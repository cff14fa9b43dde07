//! Turning a generation reply back into typed data.
//!
//! Replies are parsed by an ordered chain of strategies; the first one that
//! yields an array wins. Elements are then validated one at a time, so a
//! single bad element never poisons the rest.

use serde_json::{Map, Value};

use crate::error::{Error, Result};

const URL_KEYS: [&str; 3] = ["url", "URL", "Url"];
const SCORE_KEYS: [&str; 3] = ["score", "SCORE", "Score"];

/// Outcome of parsing a whole reply.
#[derive(Debug, Clone, PartialEq)]
pub enum ParseOutcome {
    /// The reply contained an array; its raw elements, in order.
    Parsed(Vec<Value>),
    Unparsable,
}

type Strategy = fn(&str) -> Option<Vec<Value>>;

const STRATEGIES: [Strategy; 2] = [strict_array, bracketed_array];

/// Run the parse strategies in order:
/// 1. the whole reply as a JSON array;
/// 2. the span from the first `[` to the last `]`, as JSON or as a lenient
///    array literal.
pub fn parse_reply(text: &str) -> ParseOutcome {
    STRATEGIES
        .iter()
        .find_map(|strategy| strategy(text))
        .map_or(ParseOutcome::Unparsable, ParseOutcome::Parsed)
}

fn strict_array(text: &str) -> Option<Vec<Value>> {
    match serde_json::from_str(text.trim()) {
        Ok(Value::Array(elements)) => Some(elements),
        _ => None,
    }
}

fn bracketed_array(text: &str) -> Option<Vec<Value>> {
    let start = text.find('[')?;
    let end = text.rfind(']')?;
    if end < start {
        return None;
    }
    let span = &text[start..=end];
    strict_array(span).or_else(|| strict_array(&normalize_literal(span)?))
}

/// Rewrite a loosely written array literal into JSON.
///
/// Handles single-quoted strings, `True`/`False`/`None`, and trailing
/// commas. Returns `None` for an unterminated string.
fn normalize_literal(text: &str) -> Option<String> {
    let mut out = String::with_capacity(text.len());
    let mut chars = text.chars().peekable();

    while let Some(c) = chars.next() {
        match c {
            '"' | '\'' => {
                out.push('"');
                let mut closed = false;
                while let Some(s) = chars.next() {
                    match s {
                        '\\' => {
                            let escaped = chars.next()?;
                            if escaped == '\'' {
                                out.push('\'');
                            } else {
                                out.push('\\');
                                out.push(escaped);
                            }
                        }
                        q if q == c => {
                            closed = true;
                            break;
                        }
                        '"' => out.push_str("\\\""),
                        other => out.push(other),
                    }
                }
                if !closed {
                    return None;
                }
                out.push('"');
            }
            ']' | '}' => {
                let trimmed = out.trim_end().len();
                out.truncate(trimmed);
                if out.ends_with(',') {
                    out.pop();
                }
                out.push(c);
            }
            c if c.is_ascii_alphabetic() => {
                let mut word = String::from(c);
                while let Some(&next) = chars.peek() {
                    if !next.is_ascii_alphanumeric() && next != '_' {
                        break;
                    }
                    word.push(next);
                    chars.next();
                }
                out.push_str(match word.as_str() {
                    "True" => "true",
                    "False" => "false",
                    "None" => "null",
                    other => other,
                });
            }
            other => out.push(other),
        }
    }

    Some(out)
}

/// A URL/score pair asserted by the model. Not yet trusted: the URL still
/// has to be matched against the candidates that were sent.
#[derive(Debug, Clone, PartialEq)]
pub struct Rescore {
    pub url: String,
    pub score: f32,
}

/// Validate one reply element.
pub fn extract_rescore(element: &Value) -> Result<Rescore> {
    let obj = element
        .as_object()
        .ok_or_else(|| Error::ResponseParse("element is not an object".into()))?;

    let url = match lookup(obj, &URL_KEYS) {
        Some(Value::String(url)) if !url.trim().is_empty() => url.trim().to_string(),
        Some(_) => return Err(Error::ResponseParse("url is not a string".into())),
        None => return Err(Error::ResponseParse("element has no url".into())),
    };

    let score = match lookup(obj, &SCORE_KEYS) {
        Some(Value::Number(n)) => n.as_f64(),
        Some(Value::String(s)) => s.trim().parse::<f64>().ok(),
        Some(_) => None,
        None => {
            return Err(Error::ResponseParse(format!("no score for {url}")));
        }
    }
    .ok_or_else(|| Error::ResponseParse(format!("score for {url} is not a number")))?;

    if !score.is_finite() || !(0.0..=1.0).contains(&score) {
        return Err(Error::ResponseParse(format!(
            "score {score} for {url} is outside [0, 1]"
        )));
    }

    Ok(Rescore {
        url,
        score: score as f32,
    })
}

/// First present, non-null value among `keys`.
fn lookup<'a>(obj: &'a Map<String, Value>, keys: &[&str]) -> Option<&'a Value> {
    keys.iter()
        .filter_map(|k| obj.get(*k))
        .find(|v| !v.is_null())
}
──────────────────────────────
**TASK PROMPT:** Show each line in the data where the string "chars" appears.

**EXPECTED OUTPUT:**
    let mut chars = text.chars().peekable();
    while let Some(c) = chars.next() {
                while let Some(s) = chars.next() {
                            let escaped = chars.next()?;
                while let Some(&next) = chars.peek() {
                    chars.next();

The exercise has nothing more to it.